Published: (March 7, 2026 at 06:13 PM EST)
7 min read
Source: Dev.to

Source: Dev.to

Overview

We put AOF persistence through 9 configurations across local SSD SAS and Longhorn. The results are definitive.

When designing a caching layer for a production migration to bare‑metal Kubernetes, we faced a question that sounds simple but turned out to have an expensive answer: should Redis AOF persistence live on Longhorn distributed storage?

The Redis documentation hints at the answer, but intuition and documentation are not the same as production data. So we ran redis‑benchmark across nine configurations—varying storage backend, persistence settings, and dataset size—and measured the impact empirically.

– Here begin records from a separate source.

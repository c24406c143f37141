//! Per-language pattern presets
//!
//! A preset bundles the five patterns the engine needs to carve a text into
//! sentences and words: the sentence separator, the clause pattern (used to
//! bound abbreviation gaps), the word pattern, the word-boundary pattern, and
//! the abbreviation marker. Every field can be overridden individually; unset
//! fields fall back to the preset selected by language tag, and an unknown
//! tag falls back to English.

use fancy_regex::Regex;

use crate::error::{CoreError, Result};

/// Raw pattern sources for one language.
#[derive(Debug, Clone, Copy)]
pub struct PresetDef {
    /// Marks the end of a sentence.
    pub sentence_separator: &'static str,
    /// Matches one clause inside a sentence.
    pub clause: &'static str,
    /// Matches one word token.
    pub word: &'static str,
    /// Marks where a phrase may start or stop.
    pub word_boundary: &'static str,
    /// Literal marker standing for an optional clause-length gap
    /// inside a phrase expression.
    pub abbreviation: &'static str,
}

/// English. Also the fallback for unknown language tags.
const EN: PresetDef = PresetDef {
    sentence_separator: r#"(?:[?!.]\s?)+"?(?:\s|$)(?!,)"#,
    clause: r#"[^,:"?!.]+"#,
    word: r"[\w'\-\.]+",
    word_boundary: r"\b",
    abbreviation: r"\.\.\.",
};

/// Classical Japanese. Assumes wakachigaki texts: words separated by
/// half-width spaces, sentences ending with 。 or a bracket.
const OJP: PresetDef = PresetDef {
    sentence_separator: r"(?:。|[\n\r]+|「|」|『|』)(?:\s+)?",
    clause: r"[^、。「」『』]+",
    word: r"\S+",
    word_boundary: r"\s",
    abbreviation: r"〜",
};

/// Look up the built-in preset for a language tag.
///
/// Unknown tags resolve to the English preset.
pub fn builtin(lang: &str) -> &'static PresetDef {
    match lang {
        "ojp" => &OJP,
        _ => &EN,
    }
}

/// Language tags with a dedicated built-in preset.
pub fn known_languages() -> &'static [&'static str] {
    &["en", "ojp"]
}

/// Per-field pattern overrides supplied by the caller.
#[derive(Debug, Clone, Default)]
pub struct PresetOverrides {
    /// Replacement sentence-separator pattern.
    pub sentence_separator: Option<String>,
    /// Replacement clause pattern.
    pub clause: Option<String>,
    /// Replacement word pattern.
    pub word: Option<String>,
    /// Replacement word-boundary pattern.
    pub word_boundary: Option<String>,
    /// Replacement abbreviation marker pattern.
    pub abbreviation: Option<String>,
}

impl PresetOverrides {
    /// True when no field is overridden.
    pub fn is_empty(&self) -> bool {
        self.sentence_separator.is_none()
            && self.clause.is_none()
            && self.word.is_none()
            && self.word_boundary.is_none()
            && self.abbreviation.is_none()
    }
}

/// A fully resolved, compiled preset.
///
/// The sentence separator, word, and abbreviation patterns are compiled
/// eagerly; the clause and word-boundary patterns are kept as sources because
/// they are only ever spliced into a phrase pattern, but they are validated
/// at construction so a broken override fails here and not mid-scan.
#[derive(Debug)]
pub struct CompiledPreset {
    sentence_separator: Regex,
    word: Regex,
    abbreviation: Regex,
    word_source: String,
    clause_source: String,
    word_boundary_source: String,
}

impl CompiledPreset {
    /// Resolve and compile the preset for a language tag.
    pub fn for_language(lang: &str) -> Result<Self> {
        Self::with_overrides(lang, &PresetOverrides::default())
    }

    /// Resolve the preset for a language tag, applying per-field overrides.
    pub fn with_overrides(lang: &str, overrides: &PresetOverrides) -> Result<Self> {
        let def = builtin(lang);
        let sentence_separator = overrides
            .sentence_separator
            .as_deref()
            .unwrap_or(def.sentence_separator);
        let clause = overrides.clause.as_deref().unwrap_or(def.clause);
        let word = overrides.word.as_deref().unwrap_or(def.word);
        let word_boundary = overrides
            .word_boundary
            .as_deref()
            .unwrap_or(def.word_boundary);
        let abbreviation = overrides.abbreviation.as_deref().unwrap_or(def.abbreviation);

        // Spliced fields are validated standalone, wrapped the way the
        // matcher will embed them.
        compile_field("clause", &format!("(?:{clause})"))?;
        compile_field("word boundary", &format!("(?:{word_boundary})"))?;

        Ok(Self {
            sentence_separator: compile_field("sentence separator", sentence_separator)?,
            word: compile_field("word", word)?,
            abbreviation: compile_field("abbreviation marker", abbreviation)?,
            word_source: word.to_string(),
            clause_source: clause.to_string(),
            word_boundary_source: word_boundary.to_string(),
        })
    }

    /// The compiled sentence-separator pattern.
    pub fn sentence_separator(&self) -> &Regex {
        &self.sentence_separator
    }

    /// The compiled word pattern.
    pub fn word(&self) -> &Regex {
        &self.word
    }

    /// Source of the word pattern, for callers that splice it into their own
    /// patterns (e.g. a renderer tokenizing the display sentence).
    pub fn word_source(&self) -> &str {
        &self.word_source
    }

    /// The compiled abbreviation-marker pattern.
    pub fn abbreviation(&self) -> &Regex {
        &self.abbreviation
    }

    /// Source of the clause pattern, for splicing into phrase patterns.
    pub fn clause_source(&self) -> &str {
        &self.clause_source
    }

    /// Source of the word-boundary pattern, for splicing into phrase patterns.
    pub fn word_boundary_source(&self) -> &str {
        &self.word_boundary_source
    }
}

fn compile_field(field: &'static str, pattern: &str) -> Result<Regex> {
    Regex::new(pattern).map_err(|source| CoreError::InvalidPattern {
        field,
        pattern: pattern.to_string(),
        source: Box::new(source),
    })
}

/// Count the matches of `pattern` in `text`.
pub(crate) fn count_matches(pattern: &Regex, text: &str) -> Result<usize> {
    let mut count = 0;
    for found in pattern.find_iter(text) {
        found?;
        count += 1;
    }
    Ok(count)
}

#[cfg(test)]
mod tests {
    use super::*;

    #[test]
    fn unknown_language_falls_back_to_english() {
        let def = builtin("tlh");
        assert_eq!(def.word_boundary, builtin("en").word_boundary);
    }

    #[test]
    fn ojp_has_its_own_preset() {
        assert_eq!(builtin("ojp").abbreviation, "〜");
    }

    #[test]
    fn default_presets_compile() {
        for lang in known_languages() {
            CompiledPreset::for_language(lang).unwrap();
        }
    }

    #[test]
    fn override_replaces_single_field() {
        let overrides = PresetOverrides {
            word: Some(r"\S+".to_string()),
            ..Default::default()
        };
        let preset = CompiledPreset::with_overrides("en", &overrides).unwrap();
        assert_eq!(preset.word_source(), r"\S+");
        // The other fields keep their English defaults.
        assert_eq!(preset.clause_source(), builtin("en").clause);
    }

    #[test]
    fn broken_override_is_a_construction_error() {
        let overrides = PresetOverrides {
            sentence_separator: Some("(".to_string()),
            ..Default::default()
        };
        let err = CompiledPreset::with_overrides("en", &overrides).unwrap_err();
        assert!(matches!(
            err,
            CoreError::InvalidPattern {
                field: "sentence separator",
                ..
            }
        ));
    }

    #[test]
    fn broken_spliced_field_is_caught_at_construction() {
        let overrides = PresetOverrides {
            clause: Some("[".to_string()),
            ..Default::default()
        };
        assert!(CompiledPreset::with_overrides("en", &overrides).is_err());
    }

    #[test]
    fn english_separator_matches_end_of_sentence() {
        let preset = CompiledPreset::for_language("en").unwrap();
        let text = "He left. She stayed.";
        assert_eq!(count_matches(preset.sentence_separator(), text).unwrap(), 2);
    }

    #[test]
    fn english_separator_skips_quote_comma() {
        // A terminator followed by a comma continues the sentence.
        let preset = CompiledPreset::for_language("en").unwrap();
        let text = r#"He said "Stop!", then left."#;
        assert_eq!(count_matches(preset.sentence_separator(), text).unwrap(), 1);
    }
}
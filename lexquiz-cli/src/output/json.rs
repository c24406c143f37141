//! JSON quiz formatter

use std::io::{self, Write};

use anyhow::Result;
use serde::Serialize;

use lexquiz_core::Question;

use super::{QuizFormatter, RenderOptions};

#[derive(Serialize)]
struct QuizDocument<'a> {
    instruction: &'a str,
    questions: &'a [Question],
}

/// JSON formatter: one object with the instruction and the raw question
/// records, word indexes included, for downstream renderers.
pub struct JsonFormatter<W: Write> {
    writer: W,
}

impl<W: Write> JsonFormatter<W> {
    /// Create a new JSON formatter
    pub fn new(writer: W) -> Self {
        Self { writer }
    }
}

impl JsonFormatter<io::Stdout> {
    /// Create a formatter that writes to stdout
    pub fn stdout() -> Self {
        Self::new(io::stdout())
    }
}

impl<W: Write> QuizFormatter for JsonFormatter<W> {
    fn write_quiz(&mut self, questions: &[Question], options: &RenderOptions) -> Result<()> {
        let document = QuizDocument {
            instruction: &options.instruction,
            questions,
        };
        serde_json::to_writer_pretty(&mut self.writer, &document)?;
        writeln!(self.writer)?;
        self.writer.flush()?;
        Ok(())
    }
}
//! Material file loading
//!
//! A material is a CSV file with one phrase per row: section number, phrase
//! expression, answer, then any number of metadata columns the engine
//! ignores. Rows with an empty expression are skipped, so material authors
//! can keep placeholder rows around.

use std::path::Path;

use anyhow::{Context, Result};

use lexquiz_core::Phrase;

use crate::error::CliError;

/// Load and parse a material file.
pub fn load_material(path: &Path) -> Result<Vec<Phrase>> {
    let mut reader = csv::ReaderBuilder::new()
        .has_headers(false)
        .flexible(true)
        .from_path(path)
        .with_context(|| format!("Failed to open material: {}", path.display()))?;

    let mut phrases = Vec::new();
    for (row, record) in reader.records().enumerate() {
        let record =
            record.with_context(|| format!("Malformed material row {}", row + 1))?;

        let expression = record.get(1).unwrap_or("").to_string();
        if expression.is_empty() {
            continue;
        }

        let section = record
            .get(0)
            .unwrap_or("")
            .trim()
            .parse::<u32>()
            .map_err(|_| {
                CliError::MaterialError(format!(
                    "row {} has an invalid section number: {:?}",
                    row + 1,
                    record.get(0).unwrap_or("")
                ))
            })?;
        let answer = record.get(2).unwrap_or("").to_string();
        let notes = record.iter().skip(3).map(String::from).collect();

        phrases.push(Phrase {
            section,
            expression,
            answer,
            notes,
        });
    }

    Ok(phrases)
}
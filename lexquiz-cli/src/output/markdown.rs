//! Markdown quiz formatter

use std::io::{self, Write};

use anyhow::Result;

use lexquiz_core::Question;

use super::{mark_sentence, QuizFormatter, RenderOptions};

/// Markdown formatter: an ordered question list with the target words in
/// bold, a rule, then the answer keys.
pub struct MarkdownFormatter<W: Write> {
    writer: W,
}

impl<W: Write> MarkdownFormatter<W> {
    /// Create a new markdown formatter
    pub fn new(writer: W) -> Self {
        Self { writer }
    }
}

impl MarkdownFormatter<io::Stdout> {
    /// Create a formatter that writes to stdout
    pub fn stdout() -> Self {
        Self::new(io::stdout())
    }
}

impl<W: Write> QuizFormatter for MarkdownFormatter<W> {
    fn write_quiz(&mut self, questions: &[Question], options: &RenderOptions) -> Result<()> {
        writeln!(self.writer, "# {}\n", options.instruction)?;

        for (number, question) in questions.iter().enumerate() {
            let bold = |word: &str| format!("**{word}**");
            let sentence =
                mark_sentence(&question.sentence, &question.word_indexes, options, &bold)?;
            writeln!(
                self.writer,
                "{}. {} *({})*",
                number + 1,
                sentence,
                question.reference
            )?;
        }

        writeln!(self.writer, "\n---\n\n## Answer Keys\n")?;
        for (number, question) in questions.iter().enumerate() {
            writeln!(self.writer, "{}. {}", number + 1, question.answer)?;
        }
        writeln!(self.writer, "\n*Total questions: {}*", questions.len())?;

        self.writer.flush()?;
        Ok(())
    }
}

The results are unambiguous, and one number in particular should give any architect pause.

Test Configuration

All tests used the same parameters throughout:

requests:    50,000
clients:     20 parallel
payload:     180,000 bytes (~180 KB)
pipeline:    keep-alive=1
thread:      single‑threaded

The 180 KB payload is intentional—it reflects realistic cache object sizes for the production workload being benchmarked, not the micro‑payload tests commonly seen in vendor benchmarks.

Nine Environments Tested

LabelStorageAOFRDBDataset
Local · AOF offLocal SSD SASNoThresholdsEmpty
Local · AOF on (baseline)Local SSD SASYesThresholdsEmpty
Local · AOF on (tuning 1)Local SSD SASYesThresholdsEmpty
Local · AOF on (tuning 2)Local SSD SASYesThresholdsEmpty
Local · AOF on (t2 + data)Local SSD SASYesThresholds375,795 keys
Longhorn · AOF on (empty)LonghornYesThresholdsEmpty
Longhorn · AOF on (data)LonghornYesThresholds375,795 keys

SET Throughput: The Core Finding

The most important metric for a write‑capable cache is SET throughput under load.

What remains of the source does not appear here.